Photo credit: Jeff Romance-Imagn Images

Florida Panthers and Tampa Bay Lightning turned Sunrise into a penalty-minutes grind, with power plays and turnovers stealing the script.

Saturday felt less like a regular-season game and more like a grievance hearing on skates. The clubs stacked 136 penalty minutes, 87 on Tampa Bay, and Florida slid to 20-15-2 without a steady five-on-five pulse.
Eetu Luostarinen struck first in the slot, and Amerant Bank Arena sounded ready for a typical Panthers push. But the game quickly flipped from hockey to special-teams survival. Every whistle just cranked the temperature higher.

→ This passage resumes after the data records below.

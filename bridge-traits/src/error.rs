use std::fmt;

use thiserror::Error;

/// What went wrong below the HTTP layer
#[derive(Debug, Clone, Copy, PartialEq, Eq)]
pub enum TransportKind {
    /// The request did not complete before its deadline
    Timeout,
    /// No connection could be established
    Connect,
    /// Any other I/O level failure (TLS, body read, redirect loop)
    Other,
}

impl fmt::Display for TransportKind {
    fn fmt(&self, f: &mut fmt::Formatter<'_>) -> fmt::Result {
        match self {
            Self::Timeout => write!(f, "timeout"),
            Self::Connect => write!(f, "connect"),
            Self::Other => write!(f, "transport"),
        }
    }
}

/// Structured failure reported by a remote API (HTTP 4xx/5xx)
#[derive(Debug, Clone, PartialEq, Eq)]
pub struct ProviderFailure {
    /// HTTP status code
    pub status: u16,
    /// Numeric provider error code (`error.code`)
    pub code: Option<i64>,
    /// Symbolic provider status (`error.status`, e.g. `NOT_FOUND`)
    pub status_text: Option<String>,
    /// Human-readable message
    pub message: String,
}

impl ProviderFailure {
    pub fn new(status: u16, message: impl Into<String>) -> Self {
        Self {
            status,
            code: None,
            status_text: None,
            message: message.into(),
        }
    }

    /// Message augmented with provider status/code, as written to the sync log
    pub fn detailed_message(&self) -> String {
        let mut message = self.message.clone();
        if let Some(status_text) = &self.status_text {
            message.push_str(&format!(" [Status: {}]", status_text));
        }
        if let Some(code) = self.code {
            message.push_str(&format!(" [Code: {}]", code));
        }
        message
    }
}

impl fmt::Display for ProviderFailure {
    fn fmt(&self, f: &mut fmt::Formatter<'_>) -> fmt::Result {
        write!(f, "HTTP {}: {}", self.status, self.message)
    }
}

#[derive(Error, Debug)]
pub enum BridgeError {
    #[error("Bridge operation failed: {0}")]
    OperationFailed(String),

    #[error("Configuration error: {0}")]
    Configuration(String),

    #[error("Network {kind} error: {message}")]
    Transport { kind: TransportKind, message: String },

    #[error("Provider error: {0}")]
    Provider(ProviderFailure),

    #[error("Resource not found: {0}")]
    NotFound(String),

    #[error("Database error: {0}")]
    DatabaseError(String),

    #[error("IO error: {0}")]
    Io(#[from] std::io::Error),
}

impl BridgeError {
    /// Transport failures may succeed when the caller tries again
    pub fn is_transport(&self) -> bool {
        matches!(self, Self::Transport { .. })
    }

    /// Message suitable for the sync log, with provider status/code appended
    pub fn log_message(&self) -> String {
        match self {
            Self::Provider(failure) => failure.detailed_message(),
            other => other.to_string(),
        }
    }
}

pub type Result<T> = std::result::Result<T, BridgeError>;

Florida Panthers power play fuels rivalry chaos

With 1:30 left in the second, things finally spilled over. Jake Guentzel tagged A.J. Greer with a punch, and after the whistle Anthony Cirelli drove a cross-check into Greer, which set off a full-on multi-player scrum.
The third period had another flashpoint. Scott Sabourin took a hard slash at Niko Mikkola, then tried to square up with Gustav Forsling, and the officials handed him 14 penalty minutes for the sequence.
Kunin deserves credit for stepping up against Douglas. Facing a significant size disadvantage of nearly nine inches, he didn't back down, stayed competitive throughout the exchange, and showed plenty of grit in the process.
«He (Luke Kunin) gives it everything every shift. He gives his whole heart out there. That fires up the rest of the team.» - Gustav Forsling

"Good on him (Luke Kunin). That's a different tale of the tape there, but not of the heart. Good for him." - Paul Maurice

Florida went 1 for 11 on the power play and still gave up a short-handed goal, a brutal trade in this matchup. Sergei Bobrovsky stopped 21 shots, while Andrei Vasilevskiy turned aside 24.
The Panthers' penalty kill actually held its ground, because Tampa Bay finished 0-for-6 with the extra attacker. That's why the missed chances on Florida's own man-advantages sting even more.
The penalties were a story all on their own, 45 called and Tampa Bay's bench living in the box.
Even when Florida drew a four-minute advantage late, the looks arrived one at a time instead of in waves. The Lightning kill clogged the middle, and the Panthers didn't win enough recoveries below the dots.
When the game finally settled at five-on-five, Florida's forecheck created pressure but too many clean exits slipped by. Against Tampa Bay, you can't feed rush chances with careless changes or soft clears.
The next chapter comes Feb. 5 in Tampa, and discipline plus a sharper power play has to lead the way.